June 29, 2021
by Neel Hajra, Former AAACF CEO
As a life-long resident of Washtenaw County, I love that the Ann Arbor Area Community Foundation (AAACF) engages in a wide and diverse range of philanthropic activities to address an evolving community. If forced to identify just one example of how AAACF has evolved in recent years, it would be our Community Scholarship Program (CSP). That’s because CSP is more than a scholarship program—it embeds multiple new philosophies and AAACF’s new Core Values (Prioritizing Community, Pursuing Equity, Earning Trust, Leveraging Knowledge & Enhancing Collaboration). Although CSP has been on my mind during this season of celebrating high school and college graduations (and do watch the video about our 12 CSP college grads!), I want to reflect on CSP now as an illustration of how we are approaching our work in general moving forward.
- Address root causes: Rather than just focusing on the symptoms of a problem, more and more AAACF is considering how to address the root cause of those symptoms — the broader systemic issues. AAACF has always given scholarships, but CSP is designed to promote degree attainment through multi-year awards and a dedicated college success coach. Research shows that empowering young adults with college degrees can lead to more income, better health, and greater life satisfaction. Merely awarding one-time scholarships was not addressing the broader goal of earning two- and four-year degrees.

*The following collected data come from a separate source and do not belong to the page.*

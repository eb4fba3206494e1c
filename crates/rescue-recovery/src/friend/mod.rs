//! Friend role: the vouch decision and its engine.

pub mod decision;
pub mod engine;

pub use decision::{decide_vouch, VouchStatus};
pub use engine::{FriendVouchEngine, VouchOutcome};
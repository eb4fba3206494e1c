//! Rescuer step engine.
//!
//! A synchronous reducer over probe events. Every mutation returns the probe
//! requests it implies; nothing here awaits. The phase is recomputed from
//! scratch by [`derive_phase`] after each event and combined with the held
//! phase so it never moves backwards within a (lost, rescuer) session.

use super::countdown::{Countdown, CountdownAnchor};
use super::phase::{derive_phase, remaining_for, PhaseInputs, RescuerPhase};
use crate::calls::RecoveryCall;
use crate::constants::RecoveryConstants;
use crate::probes::active_recovery::active_recovery_probe;
use crate::probes::proxy::{is_proxy_of, proxy_probe};
use crate::probes::recoverability::recoverability_probe;
use crate::probes::{
    ActiveRecoveryProbe, Probe, ProbeFailure, ProbeState, ProxyProbe, RecoverabilityProbe,
};
use crate::requests::{ProbeEvent, ProbeRequest};
use crate::rescuers::RescuerRecord;
use crate::view::RescuerView;
use crate::withdrawal::{self, WithdrawAmounts, WithdrawalInputs};
use rescue_core::{
    AccountId, ActiveRecoveryAttempt, BalanceSnapshot, BlockNumber, EngineConfig, EraIndex,
    RecoveryConfig, RecoveryPair, RescueError, SlashingSpans, StakingLedger,
};
use std::fmt;

/// Drives a rescuer through initiate, wait and withdraw.
#[derive(Debug, Clone)]
pub struct RescuerStepEngine {
    config: EngineConfig,
    constants: Option<RecoveryConstants>,

    lost: Option<AccountId>,
    rescuer: Option<AccountId>,

    recoverability: RecoverabilityProbe,
    active: ActiveRecoveryProbe,
    proxy: ProxyProbe,
    block_height: Option<BlockNumber>,
    block_height_failure: Option<ProbeFailure>,

    balance: Probe<AccountId, BalanceSnapshot>,
    ledger: Probe<AccountId, StakingLedger>,
    era: Probe<AccountId, EraIndex>,
    spans: Probe<AccountId, SlashingSpans>,
    others: Probe<RecoveryPair, Vec<RescuerRecord>>,
    withdraw_loaded: bool,

    phase: RescuerPhase,
    countdown: Countdown,
}
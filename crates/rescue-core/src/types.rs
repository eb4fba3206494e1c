//! On-chain record types read by the recovery engines.
//!
//! Field names follow the JSON shape the chain client hands back
//! (camelCase), so records decode straight from storage values.

use crate::identifiers::AccountId;
use serde::{Deserialize, Serialize};

/// Token amount in the chain's smallest unit.
pub type Balance = u128;

/// Block height.
pub type BlockNumber = u32;

/// Staking era index.
pub type EraIndex = u32;

/// Ordered, duplicate-free set of friend accounts.
///
/// The recovery pallet keeps friends sorted so membership checks are binary
/// searches. Construction and deserialization both normalize, so a
/// `FriendSet` is always sorted and unique.
#[derive(Debug, Clone, Default, PartialEq, Eq, Hash, Serialize, Deserialize)]
#[serde(from = "Vec<AccountId>", into = "Vec<AccountId>")]
pub struct FriendSet {
    friends: Vec<AccountId>,
}

impl FriendSet {
    /// Create from any list of accounts, sorting and dropping duplicates.
    pub fn new(mut friends: Vec<AccountId>) -> Self {
        friends.sort_unstable();
        friends.dedup();
        Self { friends }
    }

    /// Number of friends.
    pub fn len(&self) -> usize {
        self.friends.len()
    }

    /// Whether the set is empty.
    pub fn is_empty(&self) -> bool {
        self.friends.is_empty()
    }

    /// Membership check.
    pub fn contains(&self, account: &AccountId) -> bool {
        self.friends.binary_search(account).is_ok()
    }

    /// Insert an account. Returns `false` if it was already present.
    pub fn insert(&mut self, account: AccountId) -> bool {
        match self.friends.binary_search(&account) {
            Ok(_) => false,
            Err(pos) => {
                self.friends.insert(pos, account);
                true
            }
        }
    }

    /// Iterate in sorted order.
    pub fn iter(&self) -> impl Iterator<Item = &AccountId> {
        self.friends.iter()
    }

    /// Sorted slice view.
    pub fn as_slice(&self) -> &[AccountId] {
        &self.friends
    }
}

impl From<Vec<AccountId>> for FriendSet {
    fn from(friends: Vec<AccountId>) -> Self {
        Self::new(friends)
    }
}

impl From<FriendSet> for Vec<AccountId> {
    fn from(set: FriendSet) -> Self {
        set.friends
    }
}

impl FromIterator<AccountId> for FriendSet {
    fn from_iter<I: IntoIterator<Item = AccountId>>(iter: I) -> Self {
        Self::new(iter.into_iter().collect())
    }
}

impl<'a> IntoIterator for &'a FriendSet {
    type Item = &'a AccountId;
    type IntoIter = std::slice::Iter<'a, AccountId>;

    fn into_iter(self) -> Self::IntoIter {
        self.friends.iter()
    }
}

/// The owner's on-chain recovery policy.
#[derive(Debug, Clone, PartialEq, Eq, Serialize, Deserialize)]
#[serde(rename_all = "camelCase")]
pub struct RecoveryConfig {
    /// Blocks that must elapse after initiation before the rescue can be claimed
    pub delay_period: BlockNumber,
    /// Amount the owner reserved when configuring recovery
    pub deposit: Balance,
    /// Accounts allowed to vouch
    pub friends: FriendSet,
    /// Vouches required before the rescue can be claimed
    pub threshold: u16,
}

impl RecoveryConfig {
    /// Whether `account` may vouch for rescues of this account.
    pub fn is_friend(&self, account: &AccountId) -> bool {
        self.friends.contains(account)
    }
}

/// An in-progress rescue for one (lost, rescuer) pair.
#[derive(Debug, Clone, PartialEq, Eq, Serialize, Deserialize)]
#[serde(rename_all = "camelCase")]
pub struct ActiveRecoveryAttempt {
    /// Block at which the rescuer initiated recovery
    pub created: BlockNumber,
    /// Amount the rescuer reserved to initiate
    pub deposit: Balance,
    /// Friends that have vouched so far
    pub friends: FriendSet,
}

impl ActiveRecoveryAttempt {
    /// Number of vouches collected. This is the only voucher count the
    /// engines trust.
    pub fn voucher_count(&self) -> usize {
        self.friends.len()
    }

    /// Whether `friend` has already vouched.
    pub fn has_vouched(&self, friend: &AccountId) -> bool {
        self.friends.contains(friend)
    }
}

/// Balance snapshot of an account.
#[derive(Debug, Clone, Copy, Default, PartialEq, Eq, Serialize, Deserialize)]
#[serde(rename_all = "camelCase")]
pub struct BalanceSnapshot {
    /// Free balance
    pub free: Balance,
    /// Reserved balance (recovery deposits live here)
    pub reserved: Balance,
    /// Portion of `free` locked by staking, vesting and similar
    #[serde(default)]
    pub frozen: Balance,
}

impl BalanceSnapshot {
    /// Free balance not held by any lock.
    pub fn available(&self) -> Balance {
        self.free.saturating_sub(self.frozen)
    }
}

/// A chunk of stake scheduled to unlock at `era`.
#[derive(Debug, Clone, Copy, PartialEq, Eq, Serialize, Deserialize)]
pub struct UnlockChunk {
    /// Amount unlocking
    pub value: Balance,
    /// Era at which the chunk becomes redeemable
    pub era: EraIndex,
}

/// Staking ledger of a stash account.
#[derive(Debug, Clone, PartialEq, Eq, Serialize, Deserialize)]
#[serde(rename_all = "camelCase")]
pub struct StakingLedger {
    /// Stash account owning the bond
    pub stash: AccountId,
    /// Total bonded, including unlocking chunks
    pub total: Balance,
    /// Actively bonded amount
    pub active: Balance,
    /// Chunks scheduled to unlock
    #[serde(default)]
    pub unlocking: Vec<UnlockChunk>,
}

/// Slashing spans recorded for a stash.
#[derive(Debug, Clone, PartialEq, Eq, Serialize, Deserialize)]
#[serde(rename_all = "camelCase")]
pub struct SlashingSpans {
    /// Index of the current span
    pub span_index: u32,
    /// Era the current span started
    pub last_start: EraIndex,
    /// Last era with a non-zero slash
    #[serde(default)]
    pub last_nonzero_slash: EraIndex,
    /// Start eras of prior spans
    #[serde(default)]
    pub prior: Vec<EraIndex>,
}

#[cfg(test)]
mod tests {
    use super::*;

    fn account(seed: u8) -> AccountId {
        AccountId::new([seed; 32])
    }

    #[test]
    fn test_friend_set_normalizes() {
        let set = FriendSet::new(vec![account(3), account(1), account(3), account(2)]);
        assert_eq!(set.len(), 3);
        assert_eq!(set.as_slice(), &[account(1), account(2), account(3)]);
    }

    #[test]
    fn test_friend_set_insert_is_idempotent() {
        let mut set = FriendSet::default();
        assert!(set.insert(account(5)));
        assert!(!set.insert(account(5)));
        assert_eq!(set.len(), 1);
    }

    #[test]
    fn test_friend_set_deserialize_normalizes() {
        let json = serde_json::to_string(&vec![account(9), account(4), account(9)]).unwrap();
        let set: FriendSet = serde_json::from_str(&json).unwrap();
        assert_eq!(set.as_slice(), &[account(4), account(9)]);
    }

    #[test]
    fn test_recovery_config_decodes_camel_case() {
        let json = serde_json::json!({
            "delayPeriod": 10,
            "deposit": 500,
            "friends": [account(2).to_string(), account(1).to_string()],
            "threshold": 2,
        });
        let config: RecoveryConfig = serde_json::from_value(json).unwrap();
        assert_eq!(config.delay_period, 10);
        assert!(config.is_friend(&account(1)));
        assert!(!config.is_friend(&account(3)));
    }

    #[test]
    fn test_available_never_underflows() {
        let snapshot = BalanceSnapshot {
            free: 10,
            reserved: 0,
            frozen: 25,
        };
        assert_eq!(snapshot.available(), 0);
    }
}
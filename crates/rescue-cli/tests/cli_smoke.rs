//! Smoke tests for the `rescue` binary against the demo chain.

use std::path::PathBuf;
use std::process::Command;

fn demo_chain() -> PathBuf {
    PathBuf::from(env!("CARGO_MANIFEST_DIR")).join("../../demos/rescue-chain.json")
}

fn account(seed: u8) -> String {
    format!("0x{}", format!("{seed:02x}").repeat(32))
}

fn rescue(args: &[&str]) -> std::process::Output {
    let config_dir = tempfile::tempdir().unwrap();
    Command::new(env!("CARGO_BIN_EXE_rescue"))
        .args(args)
        .arg("--config")
        .arg(config_dir.path().join("config.toml"))
        .env_remove("RUST_LOG")
        .output()
        .unwrap()
}

#[test]
fn rescuer_json_reports_withdraw_phase() {
    let chain = demo_chain();
    let output = rescue(&[
        "rescuer",
        "--chain",
        chain.to_str().unwrap(),
        "--lost",
        &account(1),
        "--rescuer",
        &account(2),
        "--json",
    ]);
    assert!(output.status.success(), "{}", String::from_utf8_lossy(&output.stderr));

    let view: serde_json::Value = serde_json::from_slice(&output.stdout).unwrap();
    assert_eq!(view["phase"], "withdraw");
    assert_eq!(view["amounts"]["span_count"], 3);
}

#[test]
fn friend_status_is_printed() {
    let chain = demo_chain();
    let output = rescue(&[
        "friend",
        "--chain",
        chain.to_str().unwrap(),
        "--lost",
        &account(1),
        "--friend",
        &account(102),
        "--rescuer",
        &account(2),
    ]);
    assert!(output.status.success());
    let stdout = String::from_utf8_lossy(&output.stdout);
    assert!(stdout.contains("recovery.vouch_recovery"), "{stdout}");
}

#[test]
fn owner_of_configured_account_is_offered_removal() {
    let chain = demo_chain();
    let output = rescue(&[
        "owner",
        "--chain",
        chain.to_str().unwrap(),
        "--account",
        &account(1),
        "--json",
    ]);
    assert!(output.status.success());
    let report: serde_json::Value = serde_json::from_slice(&output.stdout).unwrap();
    assert_eq!(report["can_remove"], true);
    assert_eq!(report["call"], serde_json::json!({"call": "remove_recovery"}));
}

#[test]
fn missing_chain_file_fails() {
    let output = rescue(&[
        "rescuer",
        "--chain",
        "/nonexistent/chain.json",
        "--lost",
        &account(1),
        "--rescuer",
        &account(2),
    ]);
    assert!(!output.status.success());
}
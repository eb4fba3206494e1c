//! Whether an account has a recovery configuration.

use super::Probe;
use rescue_core::{read_decoded, AccountId, ChainError, ChainQueryEffects, RecoveryConfig, StorageKey};

/// Probe of `Recovery.Recoverable(account)`.
///
/// `Absent` means the account is not recoverable.
pub type RecoverabilityProbe = Probe<AccountId, RecoveryConfig>;

/// Create an idle recoverability probe.
pub fn recoverability_probe() -> RecoverabilityProbe {
    Probe::new("recoverable")
}

/// Read the recovery configuration of `account`.
pub async fn query_recovery_config<C>(
    chain: &C,
    account: &AccountId,
) -> Result<Option<RecoveryConfig>, ChainError>
where
    C: ChainQueryEffects + ?Sized,
{
    read_decoded(chain, &StorageKey::Recoverable { account: *account }).await
}
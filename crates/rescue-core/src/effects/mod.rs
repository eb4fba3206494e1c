//! Effect traits.
//!
//! # Effect Classification
//!
//! - **Category**: Infrastructure Effect
//! - **Implementation**: `rescue-effects` (Layer 3), `rescue-testkit` (Layer 8)
//! - **Usage**: every probe in `rescue-recovery`

pub mod chain;

pub use chain::{ChainConstant, ChainError, ChainQueryEffects, StorageKey, StoragePrefix};
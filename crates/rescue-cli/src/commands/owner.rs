//! `rescue owner`: validate a recovery setup against chain constants.

use super::common::{self, or_dash, Output};
use anyhow::Result;
use clap::Args;
use rescue_core::{AccountId, BlockNumber, EngineConfig};
use rescue_recovery::{OwnerSession, OwnerSetup, OwnerView, RecoveryCall};
use serde::Serialize;
use std::path::PathBuf;

#[derive(Args, Debug)]
pub struct OwnerArgs {
    /// Chain snapshot file (JSON)
    #[arg(long)]
    pub chain: PathBuf,

    /// Account that owns the recovery config
    #[arg(long)]
    pub account: AccountId,

    /// Comma-separated friend accounts
    #[arg(long, value_delimiter = ',')]
    pub friends: Vec<AccountId>,

    /// Vouches needed to recover
    #[arg(long, default_value = "1")]
    pub threshold: u16,

    /// Blocks between initiation and claim
    #[arg(long, default_value = "0")]
    pub delay: BlockNumber,
}

#[derive(Serialize)]
struct OwnerReport {
    #[serde(flatten)]
    view: OwnerView,
    call: Option<RecoveryCall>,
    rejected: Option<String>,
}

pub async fn run(args: OwnerArgs, config: &EngineConfig, output: &Output) -> Result<()> {
    let chain = common::open_chain(&args.chain)?;
    let mut session: OwnerSession<_> = OwnerSession::with_default_engine(chain, config);
    let proposal = (!args.friends.is_empty()).then(|| OwnerSetup {
        friends: args.friends.clone(),
        threshold: args.threshold,
        delay_period: args.delay,
    });
    session.update(|engine| {
        engine.set_proposal(proposal);
        engine.select_account(Some(args.account))
    });
    session.settle().await;

    let engine = session.engine();
    let view = engine.view();
    let (call, rejected) = if view.can_remove {
        (engine.remove().ok(), None)
    } else {
        match engine.create() {
            Ok((call, _)) => (Some(call), None),
            Err(err) => (None, Some(err.to_string())),
        }
    };

    if output.is_json() {
        return output.json(&OwnerReport {
            view,
            call,
            rejected,
        });
    }

    output.heading("Owner");
    output.field("account", or_dash(view.account));
    output.field(
        "recoverable",
        match (view.can_remove, view.checking, view.error.as_ref()) {
            (true, _, _) => "yes".to_string(),
            (_, true, _) => "checking...".to_string(),
            (_, _, Some(error)) => format!("unknown ({})", error.reason),
            _ => "no".to_string(),
        },
    );
    output.field("deposit", or_dash(view.proposed_deposit));
    if let Some(call) = call {
        output.field("next call", call);
    }
    if let Some(reason) = rejected {
        output.field("rejected", reason);
    }
    Ok(())
}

- Reframe our work in terms of outcomes: When we started thinking of our work as a degree attainment program, it led us to focus on outcomes. We’re tracking those through a longitudinal evaluation that will help us understand the impact of the college success coaches. We also realized that to meet outcomes we needed to do even more along the way, so we established an emergency needs fund to help keep students in school and enhanced our funding packages, including flexibility in the timing of payouts.
- Be data-driven: CSP was built on data that showed us local students with certain backgrounds would benefit the most from our support (students of color, first generation college students, and students from economically disadvantaged families). We continue to review data such as the program evaluation. Data keeps us accountable by tracking the graduation rates for our scholars (CSP students are graduating at twice the rate of what would otherwise be expected based on their backgrounds!).
- Prioritize community: Philanthropic scholarships tend to reflect the backgrounds of donors who establish them. We've been so gratified that taking a community-first approach (where our target populations don't necessarily match our donors' backgrounds) has actually increased donor support. Our supporters are inspired by our community-driven goals to address local needs and opportunities with measurable outcomes. Students from Washtenaw County schools and their families, teachers, and counselors, along with donors, supporters, volunteers, and partners who believe in the power of scholarships make CSP a true “community” program.
- Use an equity lens: CSP provides resources to “level the playing field”— the very name of the fund that seeded the program in recognition of the inequities around accessing scholarships and preparing students to enroll in college and persist to degree attainment. We are comfortable focusing on students with particular backgrounds because it's where we can make the greatest impact on those scholars and also for the community as a whole. The merit of the CSP students is proven by their persistence and success.
- Consider how philanthropy interacts with policy: We've become more aware that philanthropic work can be enhanced or defeated by state or federal policy. For example, through CSP we've discovered that many colleges in Michigan practice scholarship displacement, where they reduce a scholar's award by the amount of their private scholarship support. The net result is no financial benefit to our scholars. In addition to coordinating with colleges to mitigate these results, we are also engaging at the state level to explore potential policy reforms that ensure that deserving scholars get every dollar of benefit from us and from their colleges. We've helped lead statewide conversations among coalitions of foundations and colleges and we're coordinating with the Council of Michigan Foundations on solutions including the potential for adjustments to state or federal laws that reduce the impact of scholarship displacement.